== GIVEN RECORDS

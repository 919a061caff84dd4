//! Shipment handlers
//!
//! Booking and status sync against the Steadfast courier.

use axum::extract::State;
use serde::{Deserialize, Serialize};

use crate::app::{BulkShipmentResult, SyncResult, SyncSummary, TrackingInfo};
use crate::auth::AdminAccess;
use crate::domain::entities::Order;
use crate::error::AppError;
use crate::handlers::extract::{ApiJson, ApiPath};
use crate::response::ApiResponse;
use crate::AppState;

#[derive(Debug, Deserialize)]
#[serde(rename_all = "camelCase")]
pub struct BulkShipmentRequest {
    pub order_ids: Vec<String>,
}

#[derive(Debug, Serialize)]
#[serde(rename_all = "camelCase")]
pub struct BalanceResponse {
    pub current_balance: f64,
}

/// POST /api/orders/:id/shipment
pub async fn create_shipment(
    _admin: AdminAccess,
    State(state): State<AppState>,
    ApiPath(order_id): ApiPath<String>,
) -> Result<ApiResponse<Order>, AppError> {
    let order = state.shipments.create_shipment(&order_id).await?;
    Ok(ApiResponse::created("Shipment created successfully", order))
}

/// POST /api/shipments/bulk
pub async fn bulk_create_shipments(
    _admin: AdminAccess,
    State(state): State<AppState>,
    ApiJson(request): ApiJson<BulkShipmentRequest>,
) -> Result<ApiResponse<Vec<BulkShipmentResult>>, AppError> {
    let results = state.shipments.bulk_create(&request.order_ids).await?;
    let booked = results.iter().filter(|r| r.success).count();
    Ok(ApiResponse::ok(
        format!("{} of {} orders booked", booked, results.len()),
        results,
    ))
}

/// POST /api/orders/:id/shipment/sync
pub async fn sync_shipment(
    _admin: AdminAccess,
    State(state): State<AppState>,
    ApiPath(order_id): ApiPath<String>,
) -> Result<ApiResponse<SyncResult>, AppError> {
    let result = state.shipments.sync_order(&order_id).await?;
    let message = if result.changed {
        "Shipment status updated"
    } else {
        "Shipment status unchanged"
    };
    Ok(ApiResponse::ok(message, result))
}

/// POST /api/shipments/sync
pub async fn sync_all_shipments(
    _admin: AdminAccess,
    State(state): State<AppState>,
) -> Result<ApiResponse<SyncSummary>, AppError> {
    let summary = state.shipments.sync_all().await?;
    Ok(ApiResponse::ok("Shipments synced", summary))
}

/// GET /api/shipments/balance
pub async fn courier_balance(
    _admin: AdminAccess,
    State(state): State<AppState>,
) -> Result<ApiResponse<BalanceResponse>, AppError> {
    let current_balance = state.shipments.balance().await?;
    Ok(ApiResponse::ok(
        "Balance fetched successfully",
        BalanceResponse { current_balance },
    ))
}

/// GET /api/shipments/track/:tracking_code
pub async fn track_shipment(
    State(state): State<AppState>,
    ApiPath(tracking_code): ApiPath<String>,
) -> Result<ApiResponse<TrackingInfo>, AppError> {
    let info = state.shipments.track(&tracking_code).await?;
    Ok(ApiResponse::ok("Tracking status fetched", info))
}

====

REQUIREMENT ▸ Please reproduce each record precisely as written.

WRITTEN SOLUTION ▸
repository 919a061caff84dd4
//! Shipment handlers
//!
//! Booking and status sync against the Steadfast courier.

use axum::extract::State;
use serde::{Deserialize, Serialize};

use crate::app::{BulkShipmentResult, SyncResult, SyncSummary, TrackingInfo};
use crate::auth::AdminAccess;
use crate::domain::entities::Order;
use crate::error::AppError;
use crate::handlers::extract::{ApiJson, ApiPath};
use crate::response::ApiResponse;
use crate::AppState;

#[derive(Debug, Deserialize)]
#[serde(rename_all = "camelCase")]
pub struct BulkShipmentRequest {
    pub order_ids: Vec<String>,
}

#[derive(Debug, Serialize)]
#[serde(rename_all = "camelCase")]
pub struct BalanceResponse {
    pub current_balance: f64,
}

/// POST /api/orders/:id/shipment
pub async fn create_shipment(
    _admin: AdminAccess,
    State(state): State<AppState>,
    ApiPath(order_id): ApiPath<String>,
) -> Result<ApiResponse<Order>, AppError> {
    let order = state.shipments.create_shipment(&order_id).await?;
    Ok(ApiResponse::created("Shipment created successfully", order))
}

/// POST /api/shipments/bulk
pub async fn bulk_create_shipments(
    _admin: AdminAccess,
    State(state): State<AppState>,
    ApiJson(request): ApiJson<BulkShipmentRequest>,
) -> Result<ApiResponse<Vec<BulkShipmentResult>>, AppError> {
    let results = state.shipments.bulk_create(&request.order_ids).await?;
    let booked = results.iter().filter(|r| r.success).count();
    Ok(ApiResponse::ok(
        format!("{} of {} orders booked", booked, results.len()),
        results,
    ))
}

/// POST /api/orders/:id/shipment/sync
pub async fn sync_shipment(
    _admin: AdminAccess,
    State(state): State<AppState>,
    ApiPath(order_id): ApiPath<String>,
) -> Result<ApiResponse<SyncResult>, AppError> {
    let result = state.shipments.sync_order(&order_id).await?;
    let message = if result.changed {
        "Shipment status updated"
    } else {
        "Shipment status unchanged"
    };
    Ok(ApiResponse::ok(message, result))
}

/// POST /api/shipments/sync
pub async fn sync_all_shipments(
    _admin: AdminAccess,
    State(state): State<AppState>,
) -> Result<ApiResponse<SyncSummary>, AppError> {
    let summary = state.shipments.sync_all().await?;
    Ok(ApiResponse::ok("Shipments synced", summary))
}

/// GET /api/shipments/balance
pub async fn courier_balance(
    _admin: AdminAccess,
    State(state): State<AppState>,
) -> Result<ApiResponse<BalanceResponse>, AppError> {
    let current_balance = state.shipments.balance().await?;
    Ok(ApiResponse::ok(
        "Balance fetched successfully",
        BalanceResponse { current_balance },
    ))
}

/// GET /api/shipments/track/:tracking_code
pub async fn track_shipment(
    State(state): State<AppState>,
    ApiPath(tracking_code): ApiPath<String>,
) -> Result<ApiResponse<TrackingInfo>, AppError> {
    let info = state.shipments.track(&tracking_code).await?;
    Ok(ApiResponse::ok("Tracking status fetched", info))
}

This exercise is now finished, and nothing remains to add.